Lo conocí de chico, era un pibe huraño, hosco, de muy pocas palabras, con la cabeza siempre gacha, bajito, morrudo y con una boina vasca infaltable siempre calzada hasta el fondo, vestía bombachas, alpargatas, casi siempre rastra a la cintura y pañuelo al cuello.
De chico ya parecía grande, de joven ya parecía viejo. Los que lo habían conocido antes, decían que había tenido a muy corta edad una impresión muy grande al presenciar cómo una patota agredía a su padre... por eso lo llamaban “El loquito”.
Nunca mantuve una conversación con él, creo que la mayoría tampoco, sólo un cerrado: Bueenaas y nada más.
Él sólo vivía para sus dos o tres caballos, los acariciaba, los cepillaba, los llevaba de terreno en terreno del barrio, buscándoles los mejores pastos.
No había potrero con dueño desconocido al que “el loquito” no alambrara para proteger sus caballos. Con frío o con calor, al caer de las noches se lo veía con sus baldes a cuestas llevándoles agua, en silencio, o contándoles quién sabe qué historias al oído.
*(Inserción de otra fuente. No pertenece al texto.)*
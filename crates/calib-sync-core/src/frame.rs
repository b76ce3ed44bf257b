//! Synchronized multi-camera frames and the empty-intersection policy.

use nalgebra::Scalar;
use serde::{Deserialize, Serialize};

use crate::observation::Observation;

/// What to do with a frame whose common marker set came out empty.
///
/// A timestamp can be present in every stream while the cameras saw
/// disjoint marker subsets. Whether such a frame is worth keeping depends
/// on the consumer, so the choice is explicit rather than baked in.
#[derive(Clone, Copy, Debug, Default, PartialEq, Eq, Serialize, Deserialize)]
#[serde(rename_all = "snake_case")]
pub enum EmptyPolicy {
    /// Emit the frame with an empty marker set.
    Keep,
    /// Skip the frame entirely.
    #[default]
    Drop,
}

impl From<bool> for EmptyPolicy {
    /// Maps the `keep_empty_intersections` config flag.
    fn from(keep_empty: bool) -> Self {
        if keep_empty {
            EmptyPolicy::Keep
        } else {
            EmptyPolicy::Drop
        }
    }
}

/// N observations synchronized to a shared timestamp and common marker set.
///
/// Invariant: every observation carries `timestamp` and an identical
/// `marker_ids` sequence (same elements, same ascending order). Frames are
/// only constructed by the aligners, which guarantee this.
#[derive(Debug, Clone, PartialEq, Serialize, Deserialize)]
pub struct AlignedFrame<T: Scalar = f64> {
    /// Shared capture instant in nanoseconds.
    pub timestamp: u64,
    /// One restricted observation per contributing camera.
    pub observations: Vec<Observation<T>>,
}

impl<T: Scalar> AlignedFrame<T> {
    /// Wrap a group of already-intersected observations, applying `policy`
    /// when the common marker set is empty.
    pub(crate) fn from_common(
        timestamp: u64,
        observations: Vec<Observation<T>>,
        policy: EmptyPolicy,
    ) -> Option<Self> {
        let empty = observations.first().is_none_or(Observation::is_empty);
        if empty && policy == EmptyPolicy::Drop {
            return None;
        }
        Some(Self {
            timestamp,
            observations,
        })
    }

    /// The common marker ids of this frame.
    #[inline]
    pub fn marker_ids(&self) -> &[u32] {
        self.observations
            .first()
            .map_or(&[], |obs| obs.marker_ids.as_slice())
    }

    /// Number of contributing cameras.
    #[inline]
    pub fn num_cameras(&self) -> usize {
        self.observations.len()
    }

    /// Returns true if the common marker set is empty.
    #[inline]
    pub fn is_empty(&self) -> bool {
        self.marker_ids().is_empty()
    }
}

#[cfg(test)]
mod tests {
    use super::*;

    #[test]
    fn policy_from_config_flag() {
        assert_eq!(EmptyPolicy::from(true), EmptyPolicy::Keep);
        assert_eq!(EmptyPolicy::from(false), EmptyPolicy::Drop);
        assert_eq!(EmptyPolicy::default(), EmptyPolicy::Drop);
    }

    #[test]
    fn drop_policy_discards_empty_group() {
        let obs: Observation = Observation::new(0, 7, vec![], vec![]).unwrap();
        assert!(AlignedFrame::from_common(7, vec![obs.clone()], EmptyPolicy::Drop).is_none());
        let frame = AlignedFrame::from_common(7, vec![obs], EmptyPolicy::Keep).unwrap();
        assert!(frame.is_empty());
        assert_eq!(frame.num_cameras(), 1);
    }
}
Tenía un trabajo en “Espacios verdes” y de esa forma uno lo cruzaba a cualquier hora del día por lugares insospechados, siempre con una pala al hombro. Nadie sabía a dónde iba y qué cavaba, pero su trabajo lo tenía.
En los ratos libres siempre me lo cruzaba sobre su yegua alazana, al trote corto por la vera de la ruta, yendo o viniendo sin saber de dónde o a dónde, seguido por algún potrillo hambriento de teta.
Año tras año la misma imagen se repetía como en un calidoscopio: “el loquito” con su pala, “el loquito” con sus caballos.
Un día, explotaron las comadres del barrio: “El loquito” se casaba y así lo vimos cargar con hijos ajenos, con panzas ajenas y con panzas propias, que las malas lenguas decían que no lo eran.
Siguió huraño, siguió parco, a veces cargaba la pala, a veces montaba su yegua, a veces cargaba un crío en sus brazos.
Iba y venía, pienso que lo que lo mantenía, lo único que lo hacía feliz y seguro eran sus caballos, eran sus únicos confidentes y amigos.
Se lo empezó a ver más taciturno aún, más perdido, a veces a pie deambulando junto a la raya de la banquina.
Una noche fría, oscura, de hace un mes, un vecino lo encontró muerto en la ruta, despedazado. Hablaron de suicidio, hablaron de accidente, la verdad no se supo, nadie pudo saber qué pasaba por la mente del loquito cuando el auto lo atropelló y desangrándose lo dejó tirado en el asfalto, dándose a la fuga.
Fue el comentario del barrio, la novedad durante uno o dos días. La policía no investigó, fue más fácil achacarle suicidio. Fue más fácil no dedicarse a buscar al auto homicida, sólo era “el loquito”.
Anoche, la sudestada arreciaba violenta sobre los acantilados, salpicando la ruta.
Los coches pasaban velozmente encandilándose unos a otros sacudidos por el viento. De repente, como emergiendo de entre la lluvia, un caballo comenzó a atravesar la ruta, se sintió el rechinar agudo de unos frenos al tratar de detenerse sobre el asfalto mojado y el impacto impresionante de un auto, al estrellarse luego sobre el parapeto del puente.
Simultáneamente los que estaban cerca, sintieron un tremendo chapuzón en el mar.
Entre la confusión de la lluvia, los autos estacionados de cualquier manera, las sirenas de policías y ambulancias que alguien había llamado, hubo quien se acercó al auto estrellado contra el puente. No había sobrevivientes, el impacto, la frenada infructuosa, los había destrozado.
Alguien enfocó con una linterna, todo el frente estaba aplastado contra el puente, cuatro jóvenes muertos, montones de latas de cerveza desparramadas, pero cosa extraña, el capot no había impactado y sin embargo mostraba un tremendo abollón de días, que ya había comenzado a oxidarse.
Se retiraron los coches poco a poco, las ambulancias llevaron los cadáveres hacia la morgue de la ciudad, una grúa se llevó el auto.
Los titulares de los noticieros dijeron: Un automóvil que a gran velocidad se desplazaba por la ruta 11, por causas desconocidas, probablemente por la lluvia, impactó sobre un puente en la Barranca de los Lobos. No hay sobrevivientes.
Hoy amaneció un día brumoso, ya no llovía, un pescador mañanero no pudo más de su asombro cuando se asomó al acantilado y allá abajo, desbarrancada, divisó una yegua alazana.